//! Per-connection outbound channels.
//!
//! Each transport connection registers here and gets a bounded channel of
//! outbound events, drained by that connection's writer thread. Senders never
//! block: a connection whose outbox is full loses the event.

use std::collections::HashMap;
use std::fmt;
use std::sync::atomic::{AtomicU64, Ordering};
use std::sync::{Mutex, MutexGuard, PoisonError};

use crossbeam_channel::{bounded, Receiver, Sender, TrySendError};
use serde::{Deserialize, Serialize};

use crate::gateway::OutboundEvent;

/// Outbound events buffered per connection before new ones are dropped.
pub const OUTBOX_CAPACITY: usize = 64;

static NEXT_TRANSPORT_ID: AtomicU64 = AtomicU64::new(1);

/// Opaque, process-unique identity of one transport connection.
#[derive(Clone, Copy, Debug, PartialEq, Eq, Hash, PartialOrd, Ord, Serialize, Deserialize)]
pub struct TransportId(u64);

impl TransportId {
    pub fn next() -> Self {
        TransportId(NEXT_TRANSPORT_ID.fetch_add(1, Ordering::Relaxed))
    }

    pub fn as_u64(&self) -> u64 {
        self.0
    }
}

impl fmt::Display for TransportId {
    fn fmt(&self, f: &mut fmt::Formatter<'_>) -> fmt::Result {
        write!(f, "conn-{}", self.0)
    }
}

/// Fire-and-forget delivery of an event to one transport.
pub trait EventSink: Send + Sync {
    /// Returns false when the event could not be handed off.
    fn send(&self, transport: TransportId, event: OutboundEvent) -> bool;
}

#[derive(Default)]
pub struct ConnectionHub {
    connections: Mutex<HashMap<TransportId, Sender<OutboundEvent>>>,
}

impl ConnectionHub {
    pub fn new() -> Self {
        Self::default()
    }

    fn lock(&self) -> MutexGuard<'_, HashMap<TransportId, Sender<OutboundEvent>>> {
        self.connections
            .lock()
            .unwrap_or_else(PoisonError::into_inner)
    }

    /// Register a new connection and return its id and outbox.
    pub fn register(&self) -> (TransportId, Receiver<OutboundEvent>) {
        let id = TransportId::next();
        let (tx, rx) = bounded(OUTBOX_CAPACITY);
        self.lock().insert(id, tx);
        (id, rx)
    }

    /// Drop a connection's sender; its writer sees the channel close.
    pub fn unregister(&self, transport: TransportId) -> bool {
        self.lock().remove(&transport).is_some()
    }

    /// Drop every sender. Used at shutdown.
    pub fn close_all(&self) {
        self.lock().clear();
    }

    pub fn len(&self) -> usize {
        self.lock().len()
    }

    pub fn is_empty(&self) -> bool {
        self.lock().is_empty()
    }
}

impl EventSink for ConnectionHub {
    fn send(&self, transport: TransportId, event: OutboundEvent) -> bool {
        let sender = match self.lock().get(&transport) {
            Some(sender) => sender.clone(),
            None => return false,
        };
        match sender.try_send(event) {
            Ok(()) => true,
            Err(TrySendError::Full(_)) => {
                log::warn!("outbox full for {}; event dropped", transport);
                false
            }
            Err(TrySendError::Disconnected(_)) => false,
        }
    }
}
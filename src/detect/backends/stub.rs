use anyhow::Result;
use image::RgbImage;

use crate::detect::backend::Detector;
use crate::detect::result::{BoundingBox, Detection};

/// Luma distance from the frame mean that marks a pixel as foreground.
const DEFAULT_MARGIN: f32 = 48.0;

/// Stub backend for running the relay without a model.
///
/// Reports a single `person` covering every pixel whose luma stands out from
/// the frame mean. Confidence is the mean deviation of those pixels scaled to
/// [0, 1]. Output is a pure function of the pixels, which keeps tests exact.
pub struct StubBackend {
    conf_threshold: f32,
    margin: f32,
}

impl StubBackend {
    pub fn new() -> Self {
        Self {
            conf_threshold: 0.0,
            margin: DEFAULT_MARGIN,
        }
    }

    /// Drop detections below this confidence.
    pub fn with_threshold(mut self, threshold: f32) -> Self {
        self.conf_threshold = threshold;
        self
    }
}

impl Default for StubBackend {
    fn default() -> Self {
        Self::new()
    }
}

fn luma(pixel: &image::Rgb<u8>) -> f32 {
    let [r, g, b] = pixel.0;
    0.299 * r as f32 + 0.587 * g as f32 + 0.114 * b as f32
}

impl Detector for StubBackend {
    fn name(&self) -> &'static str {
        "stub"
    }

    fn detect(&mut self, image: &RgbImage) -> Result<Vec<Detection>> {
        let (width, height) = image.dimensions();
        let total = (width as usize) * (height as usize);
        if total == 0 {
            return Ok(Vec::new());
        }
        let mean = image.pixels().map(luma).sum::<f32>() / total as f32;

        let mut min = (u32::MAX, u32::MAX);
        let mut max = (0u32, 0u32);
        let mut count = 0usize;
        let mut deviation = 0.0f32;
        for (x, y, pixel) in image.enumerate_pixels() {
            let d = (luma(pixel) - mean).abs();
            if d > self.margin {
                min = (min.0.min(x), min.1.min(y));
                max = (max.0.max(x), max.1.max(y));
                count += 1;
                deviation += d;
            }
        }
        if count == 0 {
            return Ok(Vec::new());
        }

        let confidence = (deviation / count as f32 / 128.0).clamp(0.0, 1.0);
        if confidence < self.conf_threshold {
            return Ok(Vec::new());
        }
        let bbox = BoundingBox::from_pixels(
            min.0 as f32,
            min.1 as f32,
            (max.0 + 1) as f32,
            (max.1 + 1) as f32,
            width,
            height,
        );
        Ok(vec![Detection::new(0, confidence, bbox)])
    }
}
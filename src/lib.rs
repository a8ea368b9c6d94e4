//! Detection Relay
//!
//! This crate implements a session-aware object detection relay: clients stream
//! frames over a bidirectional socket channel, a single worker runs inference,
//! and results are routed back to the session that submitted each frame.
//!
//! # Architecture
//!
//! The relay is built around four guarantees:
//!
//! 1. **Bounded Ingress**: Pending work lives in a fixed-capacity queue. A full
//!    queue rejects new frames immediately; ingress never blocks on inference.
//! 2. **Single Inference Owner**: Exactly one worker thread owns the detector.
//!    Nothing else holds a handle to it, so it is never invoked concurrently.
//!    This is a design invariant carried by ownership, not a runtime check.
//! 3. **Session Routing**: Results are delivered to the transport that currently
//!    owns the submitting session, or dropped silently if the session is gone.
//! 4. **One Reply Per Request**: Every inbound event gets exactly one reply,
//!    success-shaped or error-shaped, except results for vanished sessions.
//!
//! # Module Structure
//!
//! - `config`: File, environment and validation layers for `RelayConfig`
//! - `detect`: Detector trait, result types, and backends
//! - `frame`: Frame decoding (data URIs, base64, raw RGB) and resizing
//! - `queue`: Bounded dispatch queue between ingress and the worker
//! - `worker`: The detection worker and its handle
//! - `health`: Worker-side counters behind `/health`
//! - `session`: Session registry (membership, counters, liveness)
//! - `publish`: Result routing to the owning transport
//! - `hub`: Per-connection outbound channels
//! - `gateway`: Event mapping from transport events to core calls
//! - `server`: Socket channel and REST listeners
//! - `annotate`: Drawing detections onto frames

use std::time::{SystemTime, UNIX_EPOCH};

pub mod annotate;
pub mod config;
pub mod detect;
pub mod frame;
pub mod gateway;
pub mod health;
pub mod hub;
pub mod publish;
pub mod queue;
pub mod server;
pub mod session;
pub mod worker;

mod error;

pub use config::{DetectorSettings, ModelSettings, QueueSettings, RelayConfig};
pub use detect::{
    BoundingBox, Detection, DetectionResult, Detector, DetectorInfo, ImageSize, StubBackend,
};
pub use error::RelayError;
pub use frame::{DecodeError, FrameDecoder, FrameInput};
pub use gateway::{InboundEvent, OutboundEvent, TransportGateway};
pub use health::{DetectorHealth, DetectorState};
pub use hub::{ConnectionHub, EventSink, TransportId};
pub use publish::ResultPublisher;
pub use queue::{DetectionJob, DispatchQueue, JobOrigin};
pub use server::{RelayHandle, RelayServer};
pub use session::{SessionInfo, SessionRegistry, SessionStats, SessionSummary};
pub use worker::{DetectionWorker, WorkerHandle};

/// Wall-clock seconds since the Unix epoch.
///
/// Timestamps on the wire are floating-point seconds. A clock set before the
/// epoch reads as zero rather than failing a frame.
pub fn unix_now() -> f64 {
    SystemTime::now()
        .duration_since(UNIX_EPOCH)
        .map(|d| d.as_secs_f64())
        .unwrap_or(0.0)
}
★ ★ ★ ★ ★
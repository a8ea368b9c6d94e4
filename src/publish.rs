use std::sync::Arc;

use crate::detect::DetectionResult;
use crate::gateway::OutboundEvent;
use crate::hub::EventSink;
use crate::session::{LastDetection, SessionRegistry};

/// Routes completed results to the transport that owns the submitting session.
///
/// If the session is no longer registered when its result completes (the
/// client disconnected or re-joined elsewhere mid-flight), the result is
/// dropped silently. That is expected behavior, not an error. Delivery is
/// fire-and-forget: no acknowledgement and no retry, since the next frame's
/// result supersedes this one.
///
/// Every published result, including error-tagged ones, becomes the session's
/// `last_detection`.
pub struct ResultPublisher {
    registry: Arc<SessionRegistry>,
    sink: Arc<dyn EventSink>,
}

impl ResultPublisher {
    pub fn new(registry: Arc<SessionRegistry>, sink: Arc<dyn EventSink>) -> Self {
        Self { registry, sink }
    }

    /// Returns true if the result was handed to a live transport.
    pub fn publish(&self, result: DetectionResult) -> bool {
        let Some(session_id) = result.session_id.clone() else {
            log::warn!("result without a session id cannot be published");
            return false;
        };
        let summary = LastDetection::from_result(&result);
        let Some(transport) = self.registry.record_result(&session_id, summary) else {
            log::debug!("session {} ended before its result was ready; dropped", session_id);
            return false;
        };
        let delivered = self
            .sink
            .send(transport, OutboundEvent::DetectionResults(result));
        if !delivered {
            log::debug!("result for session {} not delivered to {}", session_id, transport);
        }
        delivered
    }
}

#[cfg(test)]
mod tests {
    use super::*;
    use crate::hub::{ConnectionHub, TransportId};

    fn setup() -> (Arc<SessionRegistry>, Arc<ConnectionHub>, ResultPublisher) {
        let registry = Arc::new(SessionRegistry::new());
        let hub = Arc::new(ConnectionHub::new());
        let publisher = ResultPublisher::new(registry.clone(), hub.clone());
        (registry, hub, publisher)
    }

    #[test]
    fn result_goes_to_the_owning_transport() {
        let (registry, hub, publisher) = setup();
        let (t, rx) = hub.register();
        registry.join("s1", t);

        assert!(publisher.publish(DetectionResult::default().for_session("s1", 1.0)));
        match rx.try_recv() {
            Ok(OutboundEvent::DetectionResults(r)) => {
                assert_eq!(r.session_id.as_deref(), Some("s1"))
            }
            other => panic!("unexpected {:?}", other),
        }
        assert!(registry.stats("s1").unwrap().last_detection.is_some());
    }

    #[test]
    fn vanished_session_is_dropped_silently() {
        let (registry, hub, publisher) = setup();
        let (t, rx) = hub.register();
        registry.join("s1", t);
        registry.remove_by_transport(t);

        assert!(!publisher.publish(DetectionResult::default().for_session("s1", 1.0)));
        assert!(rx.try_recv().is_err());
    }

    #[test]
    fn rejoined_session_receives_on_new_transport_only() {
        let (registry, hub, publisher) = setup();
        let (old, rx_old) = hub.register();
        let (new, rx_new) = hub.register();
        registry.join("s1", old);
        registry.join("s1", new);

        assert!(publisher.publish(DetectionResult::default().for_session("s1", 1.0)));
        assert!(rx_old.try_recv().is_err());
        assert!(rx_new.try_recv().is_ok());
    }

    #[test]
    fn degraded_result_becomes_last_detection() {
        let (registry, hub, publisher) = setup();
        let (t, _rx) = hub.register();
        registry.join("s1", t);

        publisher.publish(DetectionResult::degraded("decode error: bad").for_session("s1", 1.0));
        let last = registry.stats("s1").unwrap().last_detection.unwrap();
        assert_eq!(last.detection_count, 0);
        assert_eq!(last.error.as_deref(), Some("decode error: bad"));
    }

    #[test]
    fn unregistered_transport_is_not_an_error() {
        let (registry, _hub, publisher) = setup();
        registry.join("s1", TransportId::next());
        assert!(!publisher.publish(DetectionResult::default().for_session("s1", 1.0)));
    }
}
★ ★ ★ ★ ★
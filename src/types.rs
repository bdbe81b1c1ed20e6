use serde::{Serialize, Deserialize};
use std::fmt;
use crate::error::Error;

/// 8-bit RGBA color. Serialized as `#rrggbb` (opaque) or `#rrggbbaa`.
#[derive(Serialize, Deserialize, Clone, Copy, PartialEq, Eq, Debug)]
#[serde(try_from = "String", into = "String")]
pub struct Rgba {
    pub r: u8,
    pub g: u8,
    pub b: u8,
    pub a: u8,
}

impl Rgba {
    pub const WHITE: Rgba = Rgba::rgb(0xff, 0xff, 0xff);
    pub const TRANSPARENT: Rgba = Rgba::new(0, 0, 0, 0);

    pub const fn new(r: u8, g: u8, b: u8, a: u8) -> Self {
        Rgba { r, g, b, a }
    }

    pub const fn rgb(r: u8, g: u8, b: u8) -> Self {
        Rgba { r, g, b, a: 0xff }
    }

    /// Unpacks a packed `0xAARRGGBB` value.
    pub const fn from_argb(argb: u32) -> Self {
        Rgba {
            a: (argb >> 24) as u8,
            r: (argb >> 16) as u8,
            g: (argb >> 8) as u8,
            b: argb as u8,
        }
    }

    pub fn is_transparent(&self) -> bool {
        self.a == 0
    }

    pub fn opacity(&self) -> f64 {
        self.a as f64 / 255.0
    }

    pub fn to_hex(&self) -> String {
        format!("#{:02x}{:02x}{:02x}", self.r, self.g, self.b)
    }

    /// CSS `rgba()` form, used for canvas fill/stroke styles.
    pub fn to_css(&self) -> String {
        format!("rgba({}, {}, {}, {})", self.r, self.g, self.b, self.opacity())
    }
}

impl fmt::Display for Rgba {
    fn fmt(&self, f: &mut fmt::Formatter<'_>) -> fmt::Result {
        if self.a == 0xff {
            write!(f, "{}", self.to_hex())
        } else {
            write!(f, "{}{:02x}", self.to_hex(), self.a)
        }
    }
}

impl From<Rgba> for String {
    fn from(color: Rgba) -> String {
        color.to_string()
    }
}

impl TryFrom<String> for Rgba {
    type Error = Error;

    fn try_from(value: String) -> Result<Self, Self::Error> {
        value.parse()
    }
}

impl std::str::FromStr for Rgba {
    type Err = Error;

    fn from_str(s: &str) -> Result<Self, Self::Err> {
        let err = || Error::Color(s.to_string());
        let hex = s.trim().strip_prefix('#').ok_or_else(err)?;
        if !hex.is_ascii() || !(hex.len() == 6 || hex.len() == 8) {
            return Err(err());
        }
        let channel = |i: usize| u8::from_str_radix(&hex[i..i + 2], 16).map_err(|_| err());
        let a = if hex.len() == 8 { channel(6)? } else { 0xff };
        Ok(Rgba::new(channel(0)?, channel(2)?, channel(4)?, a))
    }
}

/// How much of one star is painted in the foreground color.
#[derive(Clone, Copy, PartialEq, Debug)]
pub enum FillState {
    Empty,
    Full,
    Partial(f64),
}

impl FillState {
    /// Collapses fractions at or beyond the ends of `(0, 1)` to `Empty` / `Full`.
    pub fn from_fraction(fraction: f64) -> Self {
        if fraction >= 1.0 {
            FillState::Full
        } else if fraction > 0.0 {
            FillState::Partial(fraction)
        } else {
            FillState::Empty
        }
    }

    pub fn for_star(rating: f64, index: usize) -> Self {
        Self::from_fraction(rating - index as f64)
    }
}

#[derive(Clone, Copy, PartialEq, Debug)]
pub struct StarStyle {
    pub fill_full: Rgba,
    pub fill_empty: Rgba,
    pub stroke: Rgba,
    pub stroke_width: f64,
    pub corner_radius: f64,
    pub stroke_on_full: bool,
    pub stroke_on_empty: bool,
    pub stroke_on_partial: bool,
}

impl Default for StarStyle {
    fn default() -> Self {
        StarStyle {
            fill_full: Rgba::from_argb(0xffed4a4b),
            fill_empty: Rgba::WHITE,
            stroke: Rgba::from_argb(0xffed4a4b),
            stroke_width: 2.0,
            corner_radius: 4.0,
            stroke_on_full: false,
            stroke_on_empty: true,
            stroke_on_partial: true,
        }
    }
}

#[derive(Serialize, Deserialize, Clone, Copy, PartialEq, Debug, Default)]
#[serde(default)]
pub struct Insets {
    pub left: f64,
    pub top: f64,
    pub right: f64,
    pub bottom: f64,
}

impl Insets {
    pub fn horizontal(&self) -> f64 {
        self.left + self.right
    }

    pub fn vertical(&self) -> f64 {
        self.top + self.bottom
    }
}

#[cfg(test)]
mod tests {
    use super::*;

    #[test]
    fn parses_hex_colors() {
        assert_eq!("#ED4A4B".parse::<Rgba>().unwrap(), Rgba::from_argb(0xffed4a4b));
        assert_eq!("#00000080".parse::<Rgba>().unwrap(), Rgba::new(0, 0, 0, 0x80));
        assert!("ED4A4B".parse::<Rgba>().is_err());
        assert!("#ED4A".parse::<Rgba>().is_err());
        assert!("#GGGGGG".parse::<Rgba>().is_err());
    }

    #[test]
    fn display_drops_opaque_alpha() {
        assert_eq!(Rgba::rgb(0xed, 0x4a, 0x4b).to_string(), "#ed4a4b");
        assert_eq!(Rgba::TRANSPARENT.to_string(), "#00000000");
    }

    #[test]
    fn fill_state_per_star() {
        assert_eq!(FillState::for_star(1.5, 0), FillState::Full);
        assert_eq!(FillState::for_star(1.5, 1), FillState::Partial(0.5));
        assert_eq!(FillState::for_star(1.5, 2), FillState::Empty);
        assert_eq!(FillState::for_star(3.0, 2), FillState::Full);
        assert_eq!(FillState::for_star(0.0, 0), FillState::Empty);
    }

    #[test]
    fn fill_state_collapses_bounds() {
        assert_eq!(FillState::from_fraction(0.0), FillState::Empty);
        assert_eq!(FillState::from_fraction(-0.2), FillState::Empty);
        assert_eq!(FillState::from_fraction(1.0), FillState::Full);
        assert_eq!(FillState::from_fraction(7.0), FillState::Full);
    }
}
★ ★ ★ ★ ★
▶ Task details
Copy out every line from the data above that has "Receiver" in it.

▶ Completed exercise
use crossbeam_channel::{bounded, Receiver, Sender, TrySendError};
    pub fn register(&self) -> (TransportId, Receiver<OutboundEvent>) {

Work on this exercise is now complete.